## WHAT THE TASK REQUIRES
Within the entries below, find the portion that opens with the line containing "a zero divisor." and closes with the line containing "if left.is_numeric() &&". Retype that portion exactly and only.

## Saved data entries
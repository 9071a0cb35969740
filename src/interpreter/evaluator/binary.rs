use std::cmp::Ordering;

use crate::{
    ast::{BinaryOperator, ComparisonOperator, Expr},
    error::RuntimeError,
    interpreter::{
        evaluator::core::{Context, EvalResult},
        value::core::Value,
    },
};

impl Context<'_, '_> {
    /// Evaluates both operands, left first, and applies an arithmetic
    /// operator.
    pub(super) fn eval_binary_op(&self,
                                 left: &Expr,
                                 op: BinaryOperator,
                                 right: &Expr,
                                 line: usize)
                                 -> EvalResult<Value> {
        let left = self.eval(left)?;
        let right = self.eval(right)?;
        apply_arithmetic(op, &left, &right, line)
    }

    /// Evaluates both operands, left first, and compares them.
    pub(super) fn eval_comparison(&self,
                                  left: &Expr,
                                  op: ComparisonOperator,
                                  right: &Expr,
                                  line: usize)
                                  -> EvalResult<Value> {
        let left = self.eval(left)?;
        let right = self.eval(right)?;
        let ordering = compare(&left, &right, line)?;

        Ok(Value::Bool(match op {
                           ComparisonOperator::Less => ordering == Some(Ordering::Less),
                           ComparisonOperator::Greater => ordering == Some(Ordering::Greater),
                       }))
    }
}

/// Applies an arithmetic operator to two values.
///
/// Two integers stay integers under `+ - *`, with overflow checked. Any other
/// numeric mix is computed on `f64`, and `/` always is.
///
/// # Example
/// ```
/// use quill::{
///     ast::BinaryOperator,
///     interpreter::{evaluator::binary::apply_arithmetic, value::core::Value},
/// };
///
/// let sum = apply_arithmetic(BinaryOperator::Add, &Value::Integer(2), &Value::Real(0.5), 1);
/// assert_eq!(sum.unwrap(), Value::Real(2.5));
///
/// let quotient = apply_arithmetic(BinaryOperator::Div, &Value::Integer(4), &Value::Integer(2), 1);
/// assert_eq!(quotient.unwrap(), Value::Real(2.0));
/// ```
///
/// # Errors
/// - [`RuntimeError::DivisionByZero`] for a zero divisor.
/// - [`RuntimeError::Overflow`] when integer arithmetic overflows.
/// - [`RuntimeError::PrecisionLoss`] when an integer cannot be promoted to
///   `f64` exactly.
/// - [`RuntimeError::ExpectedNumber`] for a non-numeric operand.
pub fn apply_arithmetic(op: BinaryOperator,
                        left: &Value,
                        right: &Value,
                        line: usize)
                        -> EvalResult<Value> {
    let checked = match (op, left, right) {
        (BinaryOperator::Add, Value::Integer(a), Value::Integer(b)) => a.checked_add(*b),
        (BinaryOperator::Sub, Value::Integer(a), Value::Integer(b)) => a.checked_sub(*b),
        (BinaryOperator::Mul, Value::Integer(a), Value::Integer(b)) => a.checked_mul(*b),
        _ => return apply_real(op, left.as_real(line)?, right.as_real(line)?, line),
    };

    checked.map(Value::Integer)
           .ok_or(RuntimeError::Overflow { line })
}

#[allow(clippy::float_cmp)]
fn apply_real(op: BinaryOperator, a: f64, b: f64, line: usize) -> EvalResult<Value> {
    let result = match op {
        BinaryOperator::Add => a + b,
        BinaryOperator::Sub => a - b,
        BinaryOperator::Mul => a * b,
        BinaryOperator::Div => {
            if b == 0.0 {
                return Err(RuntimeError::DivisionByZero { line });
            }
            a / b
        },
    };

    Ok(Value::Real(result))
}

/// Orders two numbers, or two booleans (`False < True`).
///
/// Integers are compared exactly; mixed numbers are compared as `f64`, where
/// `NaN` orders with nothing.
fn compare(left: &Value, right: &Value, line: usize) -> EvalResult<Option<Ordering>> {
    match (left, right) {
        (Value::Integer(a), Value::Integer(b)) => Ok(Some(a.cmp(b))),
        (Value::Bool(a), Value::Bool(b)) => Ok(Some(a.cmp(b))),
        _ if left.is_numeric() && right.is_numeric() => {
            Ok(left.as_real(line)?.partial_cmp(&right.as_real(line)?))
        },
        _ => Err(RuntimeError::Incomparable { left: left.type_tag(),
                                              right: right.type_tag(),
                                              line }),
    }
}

## REPLY TO THE TASK
/// - [`RuntimeError::DivisionByZero`] for a zero divisor.
/// - [`RuntimeError::Overflow`] when integer arithmetic overflows.
/// - [`RuntimeError::PrecisionLoss`] when an integer cannot be promoted to
///   `f64` exactly.
/// - [`RuntimeError::ExpectedNumber`] for a non-numeric operand.
pub fn apply_arithmetic(op: BinaryOperator,
                        left: &Value,
                        right: &Value,
                        line: usize)
                        -> EvalResult<Value> {
    let checked = match (op, left, right) {
        (BinaryOperator::Add, Value::Integer(a), Value::Integer(b)) => a.checked_add(*b),
        (BinaryOperator::Sub, Value::Integer(a), Value::Integer(b)) => a.checked_sub(*b),
        (BinaryOperator::Mul, Value::Integer(a), Value::Integer(b)) => a.checked_mul(*b),
        _ => return apply_real(op, left.as_real(line)?, right.as_real(line)?, line),
    };

    checked.map(Value::Integer)
           .ok_or(RuntimeError::Overflow { line })
}

#[allow(clippy::float_cmp)]
fn apply_real(op: BinaryOperator, a: f64, b: f64, line: usize) -> EvalResult<Value> {
    let result = match op {
        BinaryOperator::Add => a + b,
        BinaryOperator::Sub => a - b,
        BinaryOperator::Mul => a * b,
        BinaryOperator::Div => {
            if b == 0.0 {
                return Err(RuntimeError::DivisionByZero { line });
            }
            a / b
        },
    };

    Ok(Value::Real(result))
}

/// Orders two numbers, or two booleans (`False < True`).
///
/// Integers are compared exactly; mixed numbers are compared as `f64`, where
/// `NaN` orders with nothing.
fn compare(left: &Value, right: &Value, line: usize) -> EvalResult<Option<Ordering>> {
    match (left, right) {
        (Value::Integer(a), Value::Integer(b)) => Ok(Some(a.cmp(b))),
        (Value::Bool(a), Value::Bool(b)) => Ok(Some(a.cmp(b))),
        _ if left.is_numeric() && right.is_numeric() => {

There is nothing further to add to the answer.